Single Molecule Arrays (SiMoA)
Introduction
One platform being explored for the ReMeDx project utilizes a Single Molecule Array (SiMoA) microfluidic assay. This project is being developed in collaboration with Dr. David Walt’s group at Tufts University for the detection of various proteins of interest. Beads conjugated with antibodies can bind proteins from a blood sample and subsequently be reacted to form ELISA-based sandwich complexes. By loading the beads into discrete sub-femtoliter reaction wells, the signal from single proteins can be amplified in a low volume localized area to readily enable their detection. Determining the number of wells that display increased fluorescence after incubation with a fluorogenic enzyme substrate quantifies the protein concentration from the original sample.
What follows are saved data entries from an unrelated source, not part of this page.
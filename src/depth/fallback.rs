// fallback.rs - Deterministic local depth proxy
//
// Runs whenever the remote estimator is unavailable or fails, so it must work
// for any decodable image with no network. Pure function of the pixels:
// single-threaded, fixed iteration order, no randomness.
//
// Brighter surfaces are treated as closer (rooftops and canopy over roads and
// shadow in top-down shots), with edges as a secondary cue:
//   1. Rec.601 luminance
//   2. Sobel gradient magnitude
//   3. Bilateral smoothing of luminance
//   4. Blend smoothed luminance with gradient
//   5. Two-scale Gaussian blend
//   6. Min-max stretch (a flat image stops here at a constant 0.5)
//   7. Contrast-limited adaptive histogram equalization
//   8. Light Gaussian to remove tile seams

use ndarray::Array2;

use super::DepthField;
use crate::error::EstimationError;
use crate::image_asset::ImageAsset;

const BASE_WEIGHT: f32 = 0.7;
const EDGE_WEIGHT: f32 = 0.3;

const BILATERAL_RADIUS: isize = 3;
const BILATERAL_SIGMA_SPACE: f32 = 3.0;
const BILATERAL_SIGMA_RANGE: f32 = 0.3;

const FINE_SIGMA: f32 = 3.5;
const COARSE_SIGMA: f32 = 8.5;
const FINE_WEIGHT: f32 = 0.6;
const FINAL_SIGMA: f32 = 1.0;

const CLAHE_TILES: usize = 8;
const CLAHE_CLIP: f32 = 2.0;
const BINS: usize = 256;

pub fn estimate(image: &ImageAsset) -> Result<DepthField, EstimationError> {
    if image.width() == 0 || image.height() == 0 {
        return Err(EstimationError::InvalidInput("image has no pixels".into()));
    }
    Ok(DepthField::from_gray(depth_proxy(&image.luminance())))
}

/// Luminance (h, w) in [0, 1] -> depth (h, w) in [0, 1]
pub fn depth_proxy(luma: &Array2<f32>) -> Array2<f32> {
    let edges = sobel_magnitude(luma);
    let smooth = bilateral(luma, BILATERAL_RADIUS, BILATERAL_SIGMA_SPACE, BILATERAL_SIGMA_RANGE);
    let blended = smooth * BASE_WEIGHT + edges * EDGE_WEIGHT;

    let fine = gaussian_blur(&blended, FINE_SIGMA);
    let coarse = gaussian_blur(&blended, COARSE_SIGMA);
    let mut depth = fine * FINE_WEIGHT + coarse * (1.0 - FINE_WEIGHT);

    if !stretch(&mut depth) {
        return depth;
    }
    let equalized = clahe(&depth);
    gaussian_blur(&equalized, FINAL_SIGMA)
}

#[inline]
fn clamp_index(i: isize, n: usize) -> usize {
    i.clamp(0, n as isize - 1) as usize
}

#[inline]
fn bin_of(v: f32) -> usize {
    ((v.clamp(0.0, 1.0) * (BINS - 1) as f32).round() as usize).min(BINS - 1)
}

/// 3x3 Sobel, normalized by its peak (all zero on a flat image)
fn sobel_magnitude(src: &Array2<f32>) -> Array2<f32> {
    let (h, w) = src.dim();
    let at = |y: isize, x: isize| src[[clamp_index(y, h), clamp_index(x, w)]];

    let mut out = Array2::zeros((h, w));
    let mut peak = 0.0f32;
    for y in 0..h as isize {
        for x in 0..w as isize {
            let gx = (at(y - 1, x + 1) + 2.0 * at(y, x + 1) + at(y + 1, x + 1))
                - (at(y - 1, x - 1) + 2.0 * at(y, x - 1) + at(y + 1, x - 1));
            let gy = (at(y + 1, x - 1) + 2.0 * at(y + 1, x) + at(y + 1, x + 1))
                - (at(y - 1, x - 1) + 2.0 * at(y - 1, x) + at(y - 1, x + 1));
            let m = (gx * gx + gy * gy).sqrt();
            out[[y as usize, x as usize]] = m;
            peak = peak.max(m);
        }
    }

    if peak > 0.0 {
        out.mapv_inplace(|v| v / peak);
    }
    out
}

/// Edge-preserving smoothing of a [0, 1] field. Range weights come from a
/// 256-entry table indexed by the quantized intensity difference.
pub(super) fn bilateral(src: &Array2<f32>, radius: isize, sigma_space: f32, sigma_range: f32) -> Array2<f32> {
    let (h, w) = src.dim();
    let r = radius;
    let side = (2 * r + 1) as usize;

    let spatial: Vec<f32> = (-r..=r)
        .flat_map(|dy| {
            (-r..=r).map(move |dx| {
                let d2 = (dx * dx + dy * dy) as f32;
                (-d2 / (2.0 * sigma_space * sigma_space)).exp()
            })
        })
        .collect();
    let range: Vec<f32> = (0..BINS)
        .map(|i| {
            let d = i as f32 / (BINS - 1) as f32;
            (-(d * d) / (2.0 * sigma_range * sigma_range)).exp()
        })
        .collect();

    let mut out = Array2::zeros((h, w));
    for y in 0..h as isize {
        for x in 0..w as isize {
            let center = src[[y as usize, x as usize]];
            let (mut sum, mut weight) = (0.0f32, 0.0f32);
            for dy in -r..=r {
                let sy = clamp_index(y + dy, h);
                for dx in -r..=r {
                    let v = src[[sy, clamp_index(x + dx, w)]];
                    let k = (dy + r) as usize * side + (dx + r) as usize;
                    let wgt = spatial[k] * range[bin_of((v - center).abs())];
                    sum += v * wgt;
                    weight += wgt;
                }
            }
            out[[y as usize, x as usize]] = sum / weight;
        }
    }
    out
}

fn gaussian_kernel(sigma: f32) -> Vec<f32> {
    let radius = (sigma * 3.0).ceil() as isize;
    let mut kernel: Vec<f32> = (-radius..=radius)
        .map(|i| (-((i * i) as f32) / (2.0 * sigma * sigma)).exp())
        .collect();
    let total: f32 = kernel.iter().sum();
    kernel.iter_mut().for_each(|k| *k /= total);
    kernel
}

/// Separable Gaussian with clamped edges
fn gaussian_blur(src: &Array2<f32>, sigma: f32) -> Array2<f32> {
    let (h, w) = src.dim();
    let kernel = gaussian_kernel(sigma);
    let radius = (kernel.len() / 2) as isize;

    let mut horizontal = Array2::zeros((h, w));
    for y in 0..h {
        for x in 0..w as isize {
            let mut acc = 0.0f32;
            for (i, k) in kernel.iter().enumerate() {
                acc += k * src[[y, clamp_index(x + i as isize - radius, w)]];
            }
            horizontal[[y, x as usize]] = acc;
        }
    }

    let mut out = Array2::zeros((h, w));
    for y in 0..h as isize {
        for x in 0..w {
            let mut acc = 0.0f32;
            for (i, k) in kernel.iter().enumerate() {
                acc += k * horizontal[[clamp_index(y + i as isize - radius, h), x]];
            }
            out[[y as usize, x]] = acc;
        }
    }
    out
}

/// Min-max stretch to [0, 1]. A flat field becomes 0.5 everywhere and
/// false is returned.
fn stretch(values: &mut Array2<f32>) -> bool {
    let (min, max) = values
        .iter()
        .fold((f32::MAX, f32::MIN), |(mn, mx), &v| (mn.min(v), mx.max(v)));
    let range = max - min;
    if range < 1e-6 {
        values.fill(0.5);
        return false;
    }
    values.mapv_inplace(|v| (v - min) / range);
    true
}

/// Tile-wise histogram equalization with clipped histograms, blended
/// bilinearly between tile centers.
fn clahe(src: &Array2<f32>) -> Array2<f32> {
    let (h, w) = src.dim();
    let tile_h = h.div_ceil(CLAHE_TILES.min(h));
    let tile_w = w.div_ceil(CLAHE_TILES.min(w));
    let (tiles_y, tiles_x) = (h.div_ceil(tile_h), w.div_ceil(tile_w));

    let mut luts = vec![[0.0f32; BINS]; tiles_y * tiles_x];
    for ty in 0..tiles_y {
        for tx in 0..tiles_x {
            let mut hist = [0.0f32; BINS];
            let (y0, y1) = (ty * tile_h, ((ty + 1) * tile_h).min(h));
            let (x0, x1) = (tx * tile_w, ((tx + 1) * tile_w).min(w));
            for y in y0..y1 {
                for x in x0..x1 {
                    hist[bin_of(src[[y, x]])] += 1.0;
                }
            }
            let count = ((y1 - y0) * (x1 - x0)) as f32;

            let limit = (CLAHE_CLIP * count / BINS as f32).max(1.0);
            let mut excess = 0.0f32;
            for b in hist.iter_mut() {
                if *b > limit {
                    excess += *b - limit;
                    *b = limit;
                }
            }
            let share = excess / BINS as f32;

            let lut = &mut luts[ty * tiles_x + tx];
            let mut acc = 0.0f32;
            for (b, out) in hist.iter().zip(lut.iter_mut()) {
                acc += b + share;
                *out = (acc / count).min(1.0);
            }
        }
    }

    let tile_coord = |p: usize, size: usize, tiles: usize| {
        let c = ((p as f32 + 0.5) / size as f32 - 0.5).clamp(0.0, (tiles - 1) as f32);
        let i0 = c as usize;
        (i0, (i0 + 1).min(tiles - 1), c - i0 as f32)
    };

    Array2::from_shape_fn((h, w), |(y, x)| {
        let bin = bin_of(src[[y, x]]);
        let (ty0, ty1, fy) = tile_coord(y, tile_h, tiles_y);
        let (tx0, tx1, fx) = tile_coord(x, tile_w, tiles_x);
        let at = |ty: usize, tx: usize| luts[ty * tiles_x + tx][bin];

        let top = at(ty0, tx0) * (1.0 - fx) + at(ty0, tx1) * fx;
        let bottom = at(ty1, tx0) * (1.0 - fx) + at(ty1, tx1) * fx;
        top * (1.0 - fy) + bottom * fy
    })
}

#[cfg(test)]
mod tests {
    use super::*;

    fn ramp(h: usize, w: usize) -> Array2<f32> {
        Array2::from_shape_fn((h, w), |(y, x)| ((x + 2 * y) % 17) as f32 / 16.0)
    }

    #[test]
    fn output_matches_input_shape_and_range() {
        let depth = depth_proxy(&ramp(23, 41));
        assert_eq!(depth.dim(), (23, 41));
        assert!(depth.iter().all(|v| v.is_finite() && (0.0..=1.0).contains(v)));
    }

    #[test]
    fn identical_input_gives_bit_identical_output() {
        let luma = ramp(32, 32);
        let a = depth_proxy(&luma);
        let b = depth_proxy(&luma);
        assert!(a.iter().zip(b.iter()).all(|(x, y)| x.to_bits() == y.to_bits()));
    }

    #[test]
    fn flat_image_stays_flat() {
        let depth = depth_proxy(&Array2::from_elem((16, 16), 0.3));
        let first = depth[[0, 0]];
        assert!(depth.iter().all(|&v| (v - first).abs() < 1e-5));
    }

    #[test]
    fn brighter_region_reads_closer() {
        let luma = Array2::from_shape_fn((64, 64), |(y, x)| {
            if (20..44).contains(&x) && (20..44).contains(&y) { 0.9 } else { 0.1 }
        });
        let depth = depth_proxy(&luma);
        assert!(depth[[32, 32]] > depth[[2, 2]] + 0.2);
    }

    #[test]
    fn tiny_images_are_handled() {
        for (h, w) in [(1, 1), (1, 7), (5, 1), (3, 9)] {
            let depth = depth_proxy(&ramp(h, w));
            assert_eq!(depth.dim(), (h, w));
            assert!(depth.iter().all(|v| v.is_finite()));
        }
    }

    #[test]
    fn sobel_is_zero_on_flat_input() {
        let edges = sobel_magnitude(&Array2::from_elem((5, 5), 0.7));
        assert!(edges.iter().all(|&v| v == 0.0));
    }

    #[test]
    fn gaussian_kernel_is_normalized() {
        let k = gaussian_kernel(2.0);
        assert_eq!(k.len(), 13);
        assert!((k.iter().sum::<f32>() - 1.0).abs() < 1e-5);
    }
}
This microfluidic approach affords 1000-fold superior detection limits compared to immunoassays using conventional plate readers. Additionally, it is applicable to any protein with an available antibody pair which demonstrates the multiplexing potential of this technology.
SiMoA Strategy
• Incubate antibody-beads where number of beads >>> number of analyte molecules
• Only one or zero molecules bound per bead
• Introduce second antibody labeled with an enzyme
• Distribute beads in microwells with enzyme substrate and seal
• Measure fluorescence
• Concentration related to number of positive wells
Fluorescent images of beads in microwells
Beads in the array can be seen before (left) and after (right) sealing the wells with a fluorogenic enzyme substrate. Increases in fluorescence intensity in certain wells originate from ELISA complexes on those specific beads.